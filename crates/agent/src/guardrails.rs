use std::collections::BTreeSet;
use std::sync::Arc;

use menuguard_core::config::GuardrailMessages;
use menuguard_core::domain::allergen::Allergen;
use menuguard_core::domain::menu::MenuCatalog;
use menuguard_core::domain::session::{Session, SessionId, TurnState};
use menuguard_core::domain::topic::{ClassificationResult, TopicLabel};
use menuguard_core::errors::{ApplicationError, DomainError};
use menuguard_core::events::{EventPayload, EventSink, GuardrailEvent};
use menuguard_core::validation::allergen::{AllergenValidator, AllergenVerdict, AllergenViolation};
use menuguard_core::validation::constraints::ConstraintTracker;
use menuguard_core::validation::price::{AmbiguousPrice, PriceFinding, PriceValidator};
use thiserror::Error;
use tracing::{debug, info, warn};
use uuid::Uuid;

use crate::embedding::EmbeddingError;
use crate::sessions::SessionStore;
use crate::topic::TopicClassifier;

#[derive(Debug, Error)]
pub enum GuardrailError {
    #[error(transparent)]
    Embedding(#[from] EmbeddingError),
    #[error(transparent)]
    Domain(#[from] DomainError),
    #[error("unknown session `{0}`")]
    UnknownSession(SessionId),
}

impl From<GuardrailError> for ApplicationError {
    fn from(value: GuardrailError) -> Self {
        match value {
            GuardrailError::Embedding(error) => Self::Integration(error.to_string()),
            GuardrailError::Domain(error) => Self::Domain(error),
            GuardrailError::UnknownSession(id) => Self::SessionNotFound(id.to_string()),
        }
    }
}

#[derive(Clone, Debug, PartialEq)]
pub enum InputOutcome {
    Blocked { message: String, classification: ClassificationResult },
    Clarify { message: String, classification: ClassificationResult },
    Passed {
        classification: ClassificationResult,
        /// Tags this utterance added to the session.
        new_constraints: BTreeSet<Allergen>,
        constraints: BTreeSet<Allergen>,
    },
}

impl InputOutcome {
    pub fn state(&self) -> TurnState {
        match self {
            Self::Blocked { .. } => TurnState::BlockedOffTopic,
            Self::Clarify { .. } => TurnState::NeedsClarification,
            Self::Passed { .. } => TurnState::AwaitingOutput,
        }
    }

    pub fn classification(&self) -> ClassificationResult {
        match self {
            Self::Blocked { classification, .. }
            | Self::Clarify { classification, .. }
            | Self::Passed { classification, .. } => *classification,
        }
    }

    /// The fixed reply to show instead of calling the model, if any.
    pub fn reply(&self) -> Option<&str> {
        match self {
            Self::Blocked { message, .. } | Self::Clarify { message, .. } => Some(message),
            Self::Passed { .. } => None,
        }
    }

    pub fn is_passed(&self) -> bool {
        matches!(self, Self::Passed { .. })
    }
}

#[derive(Clone, Debug, PartialEq)]
pub enum BlockReason {
    Allergen(Vec<AllergenViolation>),
    PriceAmbiguity(Vec<AmbiguousPrice>),
}

#[derive(Clone, Debug, PartialEq)]
pub enum OutputOutcome {
    Blocked { message: String, reason: BlockReason },
    Corrected { text: String, corrections: Vec<PriceFinding> },
    Passed { text: String },
}

impl OutputOutcome {
    pub fn state(&self) -> TurnState {
        match self {
            Self::Blocked { .. } => TurnState::BlockedUnsafe,
            Self::Corrected { .. } => TurnState::CorrectedOutput,
            Self::Passed { .. } => TurnState::Passed,
        }
    }

    /// Text safe to deliver to the guest.
    pub fn text(&self) -> &str {
        match self {
            Self::Blocked { message, .. } => message,
            Self::Corrected { text, .. } | Self::Passed { text } => text,
        }
    }
}

/// Runs the input and output checks for every session and reports what it
/// blocked or rewrote to an [`EventSink`].
pub struct GuardrailManager {
    menu: Arc<MenuCatalog>,
    classifier: TopicClassifier,
    tracker: ConstraintTracker,
    price_validator: PriceValidator,
    allergen_validator: AllergenValidator,
    sessions: SessionStore,
    sink: Arc<dyn EventSink>,
    messages: GuardrailMessages,
}

impl GuardrailManager {
    pub fn new(
        menu: Arc<MenuCatalog>,
        classifier: TopicClassifier,
        sink: Arc<dyn EventSink>,
    ) -> Self {
        Self {
            menu,
            classifier,
            tracker: ConstraintTracker::new(),
            price_validator: PriceValidator::default(),
            allergen_validator: AllergenValidator::new(),
            sessions: SessionStore::new(),
            sink,
            messages: GuardrailMessages::default(),
        }
    }

    pub fn with_messages(mut self, messages: GuardrailMessages) -> Self {
        self.messages = messages;
        self
    }

    pub fn with_price_validator(mut self, price_validator: PriceValidator) -> Self {
        self.price_validator = price_validator;
        self
    }

    pub fn menu(&self) -> &MenuCatalog {
        &self.menu
    }

    pub fn messages(&self) -> &GuardrailMessages {
        &self.messages
    }

    pub async fn check_input(
        &self,
        session_id: &SessionId,
        utterance: &str,
    ) -> Result<InputOutcome, GuardrailError> {
        let turn_id = Uuid::new_v4().to_string();
        let classification = self.classifier.classify(utterance).await?;

        let (handle, created) = self.sessions.get_or_create(session_id).await;
        if created {
            info!(
                event_name = "guardrail.session.created",
                session_id = %session_id,
                "guardrail session created"
            );
        }
        let mut session = handle.lock().await;

        match classification.label {
            TopicLabel::OffTopic => {
                session.conclude(TurnState::BlockedOffTopic)?;
                drop(session);
                info!(
                    event_name = "guardrail.input.blocked",
                    session_id = %session_id,
                    correlation_id = %turn_id,
                    similarity_score = classification.score,
                    "input blocked as off topic"
                );
                self.sink.emit(GuardrailEvent::new(
                    session_id.clone(),
                    turn_id,
                    EventPayload::off_topic(classification.label, classification.score, utterance),
                ));
                Ok(InputOutcome::Blocked { message: self.messages.refusal.clone(), classification })
            }
            TopicLabel::Clarify => {
                session.conclude(TurnState::NeedsClarification)?;
                debug!(
                    event_name = "guardrail.input.clarify",
                    session_id = %session_id,
                    correlation_id = %turn_id,
                    similarity_score = classification.score,
                    "input needs clarification"
                );
                Ok(InputOutcome::Clarify {
                    message: self.messages.clarification.clone(),
                    classification,
                })
            }
            TopicLabel::OnTopic => {
                session.transition_to(TurnState::AwaitingOutput)?;
                let new_constraints = session.merge_constraints(self.tracker.extract(utterance));
                if !new_constraints.is_empty() {
                    info!(
                        event_name = "guardrail.constraints.updated",
                        session_id = %session_id,
                        correlation_id = %turn_id,
                        added = ?new_constraints,
                        "session allergen constraints updated"
                    );
                }
                Ok(InputOutcome::Passed {
                    classification,
                    new_constraints,
                    constraints: session.constraints.clone(),
                })
            }
        }
    }

    pub async fn check_output(
        &self,
        session_id: &SessionId,
        generated_text: &str,
    ) -> Result<OutputOutcome, GuardrailError> {
        let turn_id = Uuid::new_v4().to_string();
        let handle = self
            .sessions
            .get(session_id)
            .await
            .ok_or_else(|| GuardrailError::UnknownSession(session_id.clone()))?;
        let mut session = handle.lock().await;

        if session.state != TurnState::AwaitingOutput {
            return Err(DomainError::InvalidTurnTransition {
                from: session.state,
                to: TurnState::Passed,
            }
            .into());
        }

        let verdict = self.allergen_validator.validate(generated_text, &session, &self.menu);
        if let AllergenVerdict::Unsafe(violations) = verdict {
            session.conclude(TurnState::BlockedUnsafe)?;
            let constraints = session.constraints.clone();
            drop(session);

            warn!(
                event_name = "guardrail.output.blocked_unsafe",
                session_id = %session_id,
                correlation_id = %turn_id,
                violations = violations.len(),
                "reply blocked for allergen safety"
            );
            if let Some(payload) = EventPayload::allergen_block(violations.clone(), constraints) {
                self.sink.emit(GuardrailEvent::new(session_id.clone(), turn_id, payload));
            }
            return Ok(OutputOutcome::Blocked {
                message: self.messages.safety.clone(),
                reason: BlockReason::Allergen(violations),
            });
        }

        let report = self.price_validator.validate(generated_text, &self.menu);
        if report.is_ambiguous() {
            session.conclude(TurnState::BlockedUnsafe)?;
            drop(session);

            warn!(
                event_name = "guardrail.output.price_ambiguous",
                session_id = %session_id,
                correlation_id = %turn_id,
                ambiguities = report.ambiguities.len(),
                "reply blocked for unattributable price"
            );
            for ambiguity in &report.ambiguities {
                self.sink.emit(GuardrailEvent::new(
                    session_id.clone(),
                    turn_id.clone(),
                    EventPayload::price_ambiguity(
                        ambiguity.candidates.clone(),
                        ambiguity.stated_price,
                        generated_text,
                    ),
                ));
            }
            return Ok(OutputOutcome::Blocked {
                message: self.messages.price_fallback.clone(),
                reason: BlockReason::PriceAmbiguity(report.ambiguities),
            });
        }

        if report.has_corrections() {
            session.conclude(TurnState::CorrectedOutput)?;
            drop(session);

            let corrections: Vec<PriceFinding> = report.corrections().cloned().collect();
            info!(
                event_name = "guardrail.output.corrected",
                session_id = %session_id,
                correlation_id = %turn_id,
                corrections = corrections.len(),
                "reply prices corrected"
            );
            for finding in &corrections {
                if let (Some(dish), Some(actual)) = (&finding.dish, finding.actual_price) {
                    self.sink.emit(GuardrailEvent::new(
                        session_id.clone(),
                        turn_id.clone(),
                        EventPayload::incorrect_price(
                            dish.name.clone(),
                            finding.stated_price,
                            actual,
                            generated_text,
                        ),
                    ));
                }
            }
            return Ok(OutputOutcome::Corrected { text: report.corrected_text, corrections });
        }

        session.conclude(TurnState::Passed)?;
        debug!(
            event_name = "guardrail.output.passed",
            session_id = %session_id,
            correlation_id = %turn_id,
            "reply passed output checks"
        );
        Ok(OutputOutcome::Passed { text: generated_text.to_string() })
    }

    /// Returns a session waiting on the model to `AwaitingInput` without an
    /// outcome. A session that is not mid-turn is left alone.
    pub async fn abandon_turn(&self, session_id: &SessionId) -> Result<(), GuardrailError> {
        let handle = self
            .sessions
            .get(session_id)
            .await
            .ok_or_else(|| GuardrailError::UnknownSession(session_id.clone()))?;
        let mut session = handle.lock().await;
        if session.state == TurnState::AwaitingOutput {
            session.transition_to(TurnState::AwaitingInput)?;
            info!(
                event_name = "guardrail.turn.abandoned",
                session_id = %session_id,
                "turn abandoned before output check"
            );
        }
        Ok(())
    }

    /// Clears the session's constraints. Returns false for an unknown session.
    pub async fn reset_session(&self, session_id: &SessionId) -> bool {
        let Some(handle) = self.sessions.get(session_id).await else {
            return false;
        };
        handle.lock().await.reset();
        info!(event_name = "guardrail.session.reset", session_id = %session_id, "session reset");
        true
    }

    pub async fn end_session(&self, session_id: &SessionId) -> bool {
        let removed = self.sessions.remove(session_id).await;
        if removed {
            info!(event_name = "guardrail.session.ended", session_id = %session_id, "session ended");
        }
        removed
    }

    pub async fn session(&self, session_id: &SessionId) -> Option<Session> {
        let handle = self.sessions.get(session_id).await?;
        let snapshot = handle.lock().await.clone();
        Some(snapshot)
    }
}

* * * * * * * * *

▶ _Your goal_
When the line containing "use menuguard_core::domain::menu::MenuCatalog;" is reached, include it and stop. Until then, output each line of the entries exactly as given, starting from the first.

▶ _Solved exercise_
filename crates/agent/src/guardrails.rs
use std::collections::BTreeSet;
use std::sync::Arc;

use menuguard_core::config::GuardrailMessages;
use menuguard_core::domain::allergen::Allergen;
use menuguard_core::domain::menu::MenuCatalog;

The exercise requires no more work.